— DATASET ENTRIES —
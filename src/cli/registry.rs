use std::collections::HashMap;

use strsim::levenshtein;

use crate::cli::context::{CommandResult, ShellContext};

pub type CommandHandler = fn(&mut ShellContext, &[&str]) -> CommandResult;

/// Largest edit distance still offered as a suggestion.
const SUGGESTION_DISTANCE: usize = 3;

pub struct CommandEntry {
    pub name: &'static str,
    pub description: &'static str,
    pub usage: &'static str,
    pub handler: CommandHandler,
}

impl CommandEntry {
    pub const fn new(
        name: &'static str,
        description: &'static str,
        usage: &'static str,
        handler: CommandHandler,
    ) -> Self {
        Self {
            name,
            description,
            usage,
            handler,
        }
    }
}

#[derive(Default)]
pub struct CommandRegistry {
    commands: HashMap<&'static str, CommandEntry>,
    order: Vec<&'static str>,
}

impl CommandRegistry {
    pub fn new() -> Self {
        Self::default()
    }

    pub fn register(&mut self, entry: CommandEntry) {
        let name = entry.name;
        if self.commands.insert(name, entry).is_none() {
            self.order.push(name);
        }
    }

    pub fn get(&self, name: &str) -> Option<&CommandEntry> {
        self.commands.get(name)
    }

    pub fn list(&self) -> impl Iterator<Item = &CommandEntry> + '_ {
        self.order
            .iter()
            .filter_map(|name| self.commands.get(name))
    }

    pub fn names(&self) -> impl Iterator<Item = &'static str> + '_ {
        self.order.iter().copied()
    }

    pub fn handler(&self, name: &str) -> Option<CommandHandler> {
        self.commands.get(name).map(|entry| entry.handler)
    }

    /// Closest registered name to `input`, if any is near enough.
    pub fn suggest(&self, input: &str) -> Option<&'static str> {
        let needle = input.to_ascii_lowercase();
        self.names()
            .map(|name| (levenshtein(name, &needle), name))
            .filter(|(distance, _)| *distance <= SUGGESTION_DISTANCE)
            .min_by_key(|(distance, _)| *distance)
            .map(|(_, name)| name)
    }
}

— YOUR GOAL —
Using the material above, report each line where "ShellContext" occurs.

— WRITTEN ANSWER —
use crate::cli::context::{CommandResult, ShellContext};
pub type CommandHandler = fn(&mut ShellContext, &[&str]) -> CommandResult;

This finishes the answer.